But with a bank, they would simply confirm the first cheque cashed (Dave), when there was money enough, and deny the second (Betty), when the account was too low. Right? There is no real evaluation of either cheque's validity, just first come first served, and maybe some consequence for the writer of the cheques.
No. If they didn't verify the validity of the cheque, then anyone could just walk in with a plain piece of paper, cut it into the shape of a cheque, draw a sloppy picture of a cheque drawn against someone else's account, and then cash it. The bank ABSOLUTELY makes sure that the cheque is real and valid before they even bother looking to see if there's enough money registered to the account that it is drawn against.
Sorry for being dense (it is an old crse of mine...), but I still fail to see how the mining truly adds to the validity/trust in the included transactions. I think I am missing some clever detail. To me, speedy confirmation and thus spreading information on a transaction makes the difference, just as it would with the two cheques example.
Speedy confirmation by whom? Who gets to be the "official decider" of which transaction is the "first" one? If you first receive a transaction saying that franky1 paid you, and I first receive a transaction saying that franky1 paid me, then who gets to decide which was actually first? If John first sees the transaction from franky1 to you, and Bobby first sees the transaction from franky1 to me, we now have multiple people that all believe that you were paid, and multiple people that all believe that I was paid.
How do we designate an "official decider" that gets to choose which transaction actually IS first?
This actually puts a bit more of a point on it, but still leaves some.... confusion. Demanding PoW means a 'bank' cannot simply pack doubles by the thousands. Which ever 'cheque' gets cashed into a block supported by PoW gets confirmed. And if later blocks have the other cheque, they get discarded as doubles. I kiiinda get that. But how is this an improvement over the initial spread of the transaction through the network? First come is still first served, it seems. The blocks just cements one batch of transactions over another. The network should have already weeded out doubles by discarding the later transaction.
How does "the network" decide? "The network" isn't a single entity. It's millions of individual nodes/peers that each may have received a different transaction first. If a node/peer on the network receives 2 competing transactions, and it just chooses whichever it receives first, how can it know that ALL other nodes on the network ALSO received that same transaction first? They could ask a few of the nodes/peers that they happen to be connected to, but how do they know that there aren't some other nodes that they aren't connected to which saw the other transaction first?
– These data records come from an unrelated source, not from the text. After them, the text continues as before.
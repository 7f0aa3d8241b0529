//! API layer - HTTP handlers and middleware
//!
//! This module contains all HTTP-related concerns:
//! - Request handlers, including the generic resource handlers
//! - Authentication middleware
//! - Custom extractors
//! - Route definitions

pub mod extractors;
pub mod handlers;
pub mod middleware;
pub mod openapi;
pub mod routes;
pub mod state;

pub use openapi::ApiDoc;
pub use routes::create_router;
pub use state::AppState;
I suppose we could require that every node ask every other node about every transaction, but how would a node know when it has talked to ALL other nodes? What about nodes that are offline? And what's to keep an attacker from just firing up a few thousand (or million) super cheap, bare minimum, virtual servers that all always switch which transaction they tell other nodes they saw first?
"First into a block = first served" fixes this problem. When you get a block that has met the minimum proof of work requirements you just assume that everyone else also got that same block. You continue to assume that so long as you never hear of a different chain of blocks with a higher total proof of work. If you do receive a chain of blocks with a higher total proof of work, then you abandon the chain you currently have, and accept the new chain as the "real" chain. The only way an attacker can keep you on a false chain is to either:
1. Completely isolate you from EVERY other node on the network. Even then, he'd need to have enough hashing power to continue to feed you valid blocks, otherwise you'd quickly become suspicious of the fact that you haven't received a block in a VERY long time.
or
2. Maintain more hashing power than the entire rest of the world combined so that he can continue to outpace the rate at which they create blocks.
Since the quantities of hash power needed to pull off either of these attacks is expensive, the attacker has nothing to gain unless your transaction is more valuable that all that hash power. Furthermore, since that hash power could have been used to gain block rewards through honest participation (mining), the attacker risks all that potential revenue by spending time on attempting any type of attack. These financial incentives make it too expensive to even try attacking for small amounts. For higher value transactions, the recipient of the payment can simply increase the number of "confirmations" (blocks) that they require before they'll release whatever is being exchanged. This increases the amount of time that the attacker must keep up the attack, which significantly increases his costs AND prolongs the amount of time that he won't receive the mining rewards he could have gotten instead (increasing the attacker's risk and losses)
I know the basics, the problem is that I am not quite getting how this exact method adds significantly to the validity. The overall theory makes perfect sense and is, in a way, beautiful, but there are just some aspects that I feel a need to really pick apart to get a firm grasp on. This is one such aspect.
I'm really surprised that the 3B1B video didn't get you there. He explains each step of the solution 1-by-1 and at each step he shows exactly why that step is needed AND how it overcomes the problem that it is intended to solve.